Collected data entries:
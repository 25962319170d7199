// Engine: request dispatch, token pool, timers and the bounded work scheduler.

pub mod callback;
pub mod locker;
pub mod maintainer;
pub mod request;
pub mod stats;
pub mod timed_events;
pub mod work_manager;

pub use callback::CallbackExecutor;
pub use locker::{SessionMaintainerLocker, TokenCounts, TokenLimits};
pub use maintainer::SessionMaintainer;
pub use request::{RequestHandle, RequestRef};
pub use stats::{MaintainerStats, StatsSnapshot};
pub use timed_events::{EventOutcome, TimedEvents};
pub use work_manager::{Suspension, WorkManager, WorkStatus};
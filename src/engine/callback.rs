// Ordered delivery of user callbacks and state observers off the engine's locks.

use tokio::runtime::Handle;
use tokio::sync::mpsc;
use tracing::debug;

type Job = Box<dyn FnOnce() + Send + 'static>;

/// FIFO executor backed by one task. Cloning shares the same queue, so jobs
/// posted from any clone run in posting order.
#[derive(Clone)]
pub struct CallbackExecutor {
    tx: mpsc::UnboundedSender<Job>,
}

impl CallbackExecutor {
    pub fn spawn(handle: &Handle) -> Self {
        let (tx, mut rx) = mpsc::unbounded_channel::<Job>();
        handle.spawn(async move {
            while let Some(job) = rx.recv().await {
                job();
            }
            debug!("callback executor drained");
        });
        Self { tx }
    }

    /// Executor on the runtime of the calling task.
    pub fn current() -> Self {
        Self::spawn(&Handle::current())
    }

    /// Queue `job`. When the executor task is gone the job runs inline and
    /// `false` is returned, so posted callbacks are never lost.
    pub fn post<F>(&self, job: F) -> bool
    where
        F: FnOnce() + Send + 'static,
    {
        match self.tx.send(Box::new(job)) {
            Ok(()) => true,
            Err(mpsc::error::SendError(job)) => {
                job();
                false
            }
        }
    }
}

YOUR TASK
Faithfully reproduce all of the records, character for character.

TASK ANSWER
repository 25962319170d7199
// Engine: request dispatch, token pool, timers and the bounded work scheduler.

pub mod callback;
pub mod locker;
pub mod maintainer;
pub mod request;
pub mod stats;
pub mod timed_events;
pub mod work_manager;

pub use callback::CallbackExecutor;
pub use locker::{SessionMaintainerLocker, TokenCounts, TokenLimits};
pub use maintainer::SessionMaintainer;
pub use request::{RequestHandle, RequestRef};
pub use stats::{MaintainerStats, StatsSnapshot};
pub use timed_events::{EventOutcome, TimedEvents};
pub use work_manager::{Suspension, WorkManager, WorkStatus};
filename src/engine/callback.rs
// Ordered delivery of user callbacks and state observers off the engine's locks.

use tokio::runtime::Handle;
use tokio::sync::mpsc;
use tracing::debug;

type Job = Box<dyn FnOnce() + Send + 'static>;

/// FIFO executor backed by one task. Cloning shares the same queue, so jobs
/// posted from any clone run in posting order.
#[derive(Clone)]
pub struct CallbackExecutor {
    tx: mpsc::UnboundedSender<Job>,
}

impl CallbackExecutor {
    pub fn spawn(handle: &Handle) -> Self {
        let (tx, mut rx) = mpsc::unbounded_channel::<Job>();
        handle.spawn(async move {
            while let Some(job) = rx.recv().await {
                job();
            }
            debug!("callback executor drained");
        });
        Self { tx }
    }

    /// Executor on the runtime of the calling task.
    pub fn current() -> Self {
        Self::spawn(&Handle::current())
    }

    /// Queue `job`. When the executor task is gone the job runs inline and
    /// `false` is returned, so posted callbacks are never lost.
    pub fn post<F>(&self, job: F) -> bool
    where
        F: FnOnce() + Send + 'static,
    {
        match self.tx.send(Box::new(job)) {
            Ok(()) => true,
            Err(mpsc::error::SendError(job)) => {
                job();
                false
            }
        }
    }
}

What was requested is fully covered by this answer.